In the film, George Bailey never felt like he amounted to much in life. He had dreams of becoming a famous architect and traveling the world. Instead he fells trapped in a humdrum job in a small town. Then a crisis occurs that strains his every resource.
He is faced with unjust criminal charges. Although he has a fine family and a lot of friends in the community, the injustice of the situation plunges him into despair. Faced with the crisis, George Bailey breaks down and leaps off a bridge into a river.
That’s when his guardian angel, Clarence, comes down to show him what his community would be like without him. The angel takes him back through his life. He shows George how his job has benefited many families, how his little kindnesses and thoughtful acts have changed the lives of others, and how the ripples of George’s love will spread through the world, helping to make it a better place.
George Bailey is played in the film by actor Jimmy Stewart. In the making of the film, Stewart said that things happened to him that never happened in any other picture he had ever made. For instance, in one scene, George Bailey, broke and in despair, sits in a little roadside restaurant. In this scene, Jimmy Stewart, playing George Bailey, raises his eyes and, following the script, pleads, “God … God …dear Father in heaven, I’m not a praying man, but if You’re up there and You can hear me, show me the way. I’m at the end of my rope. Show me the way, God.”
Stewart said, “As I said those words, I felt the loneliness, the hopelessness of people who had nowhere to turn and my eyes filled with tears. I broke down sobbing. This was not planned at all, but the power of that prayer, the realization that our Father in heaven is there to help the hopeless, had reduced me to tears.”
I wonder how many people have been touched by this simple film. People who have seen it have testified that it gave them hope. Hope is what Christmas is all about. The Scripture passages we read this morning are all about hope.
So as we near Christmas and the celebration of Christ’s birth, we began to see that Christ’s coming into the world means hope for the hopeless. The George Bailey’s of our world have a reason to go on. Christ has come into our world.
Our passage this morning comes from Matthew 11:2-11. READ from the Bible.
In this passage, John the Baptist was in prison. We should note that John the Baptist was a wilderness wanderer. So, imprisonment must have been especially hard on him.
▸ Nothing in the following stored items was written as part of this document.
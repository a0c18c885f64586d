//! Location x work link model and DTOs.

use fabula_core::types::{DbId, Timestamp};
use fabula_core::validation::validate_attributes;
use serde::{Deserialize, Serialize};
use sqlx::FromRow;
use validator::Validate;

/// A row from the `location_in_work` table.
#[derive(Debug, Clone, FromRow, Serialize)]
pub struct LocationInWork {
    pub id: DbId,
    pub location_id: DbId,
    pub work_id: DbId,
    pub attributes: serde_json::Value,
    pub created_at: Timestamp,
    pub updated_at: Timestamp,
}

/// DTO for linking a location into a work.
#[derive(Debug, Clone, Deserialize, Validate)]
pub struct CreateLocationInWork {
    pub location_id: DbId,
    #[validate(custom(function = "validate_attributes"))]
    pub attributes: Option<serde_json::Value>,
}

/// DTO for updating a location link's attributes.
#[derive(Debug, Clone, Default, Deserialize, Validate)]
pub struct UpdateLocationInWork {
    #[validate(custom(function = "validate_attributes"))]
    pub attributes: Option<serde_json::Value>,
}
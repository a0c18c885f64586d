/// All primary keys are PostgreSQL UUIDs generated by `gen_random_uuid()`.
pub type DbId = uuid::Uuid;

/// All timestamps are UTC.
pub type Timestamp = chrono::DateTime<chrono::Utc>;
//! `GET /health`, mounted outside `/api` and open to anyone.

use axum::extract::State;
use axum::routing::get;
use axum::{Json, Router};
use serde::Serialize;

use crate::state::AppState;

#[derive(Debug, Serialize)]
pub struct HealthResponse {
    pub status: &'static str,
    pub version: &'static str,
    pub db_healthy: bool,
}

impl HealthResponse {
    /// `"degraded"` while the database does not answer.
    fn new(db_healthy: bool) -> Self {
        Self {
            status: if db_healthy { "ok" } else { "degraded" },
            version: env!("CARGO_PKG_VERSION"),
            db_healthy,
        }
    }
}

async fn health_check(State(state): State<AppState>) -> Json<HealthResponse> {
    let db_healthy = match fabula_db::health_check(&state.pool).await {
        Ok(()) => true,
        Err(e) => {
            tracing::warn!(error = %e, "Health check could not reach the database");
            false
        }
    };
    Json(HealthResponse::new(db_healthy))
}

pub fn router() -> Router<AppState> {
    Router::new().route("/health", get(health_check))
}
When John heard in prison the news of what Christ was doing, John sent his followers to ask Christ, “Are you the one who was to come, or should we expect someone else?”
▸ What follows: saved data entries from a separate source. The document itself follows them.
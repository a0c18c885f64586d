//! Repository for the `characters` table.

use fabula_core::patch::split;
use fabula_core::types::DbId;
use sqlx::PgPool;

use crate::models::character::{Character, CreateCharacter, UpdateCharacter};
use crate::ownership::OwnedEntity;

/// Column list shared across queries to avoid repetition.
const COLUMNS: &str = "t.id, t.owner_id, t.name, t.appearance, t.personality, t.bio, \
                       t.image_url, t.attributes, t.created_at, t.updated_at";

impl OwnedEntity for Character {
    const ENTITY: &'static str = "Character";
    const TABLE: &'static str = "characters";
    const COLUMNS: &'static str = COLUMNS;
    const ORDER_BY: &'static str = "t.name ASC, t.created_at ASC";
}

/// Provides CRUD operations for characters.
pub struct CharacterRepo;

impl CharacterRepo {
    /// Insert a new character, returning the created row.
    ///
    /// If `attributes` is `None`, defaults to `'{}'::jsonb`.
    pub async fn create(
        pool: &PgPool,
        owner_id: DbId,
        input: &CreateCharacter,
    ) -> Result<Character, sqlx::Error> {
        let query = format!(
            "INSERT INTO characters AS t
                (owner_id, name, appearance, personality, bio, image_url, attributes)
             VALUES ($1, $2, $3, $4, $5, $6, COALESCE($7, '{{}}'::jsonb))
             RETURNING {COLUMNS}"
        );
        sqlx::query_as::<_, Character>(&query)
            .bind(owner_id)
            .bind(&input.name)
            .bind(&input.appearance)
            .bind(&input.personality)
            .bind(&input.bio)
            .bind(&input.image_url)
            .bind(&input.attributes)
            .fetch_one(pool)
            .await
    }

    /// Update a character. Absent fields are kept and `null` clears a nullable one.
    ///
    /// Returns `None` if no row with the given `id` exists.
    pub async fn update(
        pool: &PgPool,
        id: DbId,
        input: &UpdateCharacter,
    ) -> Result<Option<Character>, sqlx::Error> {
        let (appearance_set, appearance) = split(&input.appearance);
        let (personality_set, personality) = split(&input.personality);
        let (bio_set, bio) = split(&input.bio);
        let (image_url_set, image_url) = split(&input.image_url);
        let query = format!(
            "UPDATE characters t SET
                name = COALESCE($2, t.name),
                attributes = COALESCE($3, t.attributes),
                appearance = CASE WHEN $4 THEN $5 ELSE t.appearance END,
                personality = CASE WHEN $6 THEN $7 ELSE t.personality END,
                bio = CASE WHEN $8 THEN $9 ELSE t.bio END,
                image_url = CASE WHEN $10 THEN $11 ELSE t.image_url END
             WHERE t.id = $1
             RETURNING {COLUMNS}"
        );
        sqlx::query_as::<_, Character>(&query)
            .bind(id)
            .bind(&input.name)
            .bind(&input.attributes)
            .bind(appearance_set)
            .bind(appearance)
            .bind(personality_set)
            .bind(personality)
            .bind(bio_set)
            .bind(bio)
            .bind(image_url_set)
            .bind(image_url)
            .fetch_optional(pool)
            .await
    }
}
And Jesus’ reply is interesting. “Go back and report to John what you hear and see: the blind receive sight, the lame walk, those who have leprosy are cured, the deaf hear, the dead are raised, and the good news is preached to the poor.”
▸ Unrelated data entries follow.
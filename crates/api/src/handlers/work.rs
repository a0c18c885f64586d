//! Handlers for the `/works` resource.

use axum::extract::State;
use axum::http::StatusCode;
use axum::Json;
use fabula_core::error::CoreError;
use fabula_core::types::DbId;
use fabula_db::models::work::{CreateWork, UpdateWork, Work};
use fabula_db::ownership::{OwnedEntity, OwnedRepo};
use fabula_db::repositories::WorkRepo;

use crate::access::{delete_owned, require_owned};
use crate::error::AppResult;
use crate::extract::{ValidPath, ValidatedJson};
use crate::middleware::auth::AuthUser;
use crate::state::AppState;

/// POST /api/works
pub async fn create(
    State(state): State<AppState>,
    auth: AuthUser,
    ValidatedJson(input): ValidatedJson<CreateWork>,
) -> AppResult<(StatusCode, Json<Work>)> {
    let work = WorkRepo::create(&state.pool, auth.user_id, &input).await?;
    Ok((StatusCode::CREATED, Json(work)))
}

/// GET /api/works
pub async fn list(State(state): State<AppState>, auth: AuthUser) -> AppResult<Json<Vec<Work>>> {
    let works = OwnedRepo::list_owned::<Work>(&state.pool, auth.user_id).await?;
    Ok(Json(works))
}

/// GET /api/works/{id}
pub async fn get_by_id(
    State(state): State<AppState>,
    auth: AuthUser,
    ValidPath(id): ValidPath<DbId>,
) -> AppResult<Json<Work>> {
    let work = require_owned::<Work>(&state, id, auth.user_id).await?;
    Ok(Json(work))
}

/// PATCH /api/works/{id}
pub async fn update(
    State(state): State<AppState>,
    auth: AuthUser,
    ValidPath(id): ValidPath<DbId>,
    ValidatedJson(input): ValidatedJson<UpdateWork>,
) -> AppResult<Json<Work>> {
    require_owned::<Work>(&state, id, auth.user_id).await?;
    let work = WorkRepo::update(&state.pool, id, &input)
        .await?
        .ok_or_else(|| CoreError::forbidden(Work::ENTITY))?;
    Ok(Json(work))
}

/// DELETE /api/works/{id}
///
/// Cast entries, location links, events, participants and relationships of
/// the work are removed with it.
pub async fn delete(
    State(state): State<AppState>,
    auth: AuthUser,
    ValidPath(id): ValidPath<DbId>,
) -> AppResult<StatusCode> {
    delete_owned::<Work>(&state, id, auth.user_id).await?;
    Ok(StatusCode::NO_CONTENT)
}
Notice his didn’t say, “Go back and tell John, 5,000 people came to hear me preach the other day—so many it was difficult to feed them all.” He didn’t say, “The word’s spreading about my miracle crusades. I should really draw the crowds in Jerusalem.” No, he says, “The blind receive sight, the lame walk, those who have leprosy are cured, the deaf hear … and the good news is preached to the poor.”
If you look closely, you can see that each of these—the blind, lame, deaf, those with leprosy, the poor—are people facing challenges. These are people who have major obstacles to overcome. These were people living, generally, on the charity of others. But these were the people for whom Jesus came. Jesus came to bring hope to the hopeless.
Jesus sent word back to John to assure him that Jesus was beyond question the Messiah. Actually He gives John five assurances.
1. Jesus spoke as the Messiah. His words and the power of His message were evidences that Jesus was the Messiah. There were no greater words and no greater lessons than the words and the lessons that Christ taught. He is the greatest teacher of all times.
2. Another assurance was that Jesus demonstrated the power and works of the Messiah. Sight to the blind, Lame to walk, Cleansed the lepers. Hearing to the deaf, the dead brought to life. All of these are demonstrations of Jesus’ great power.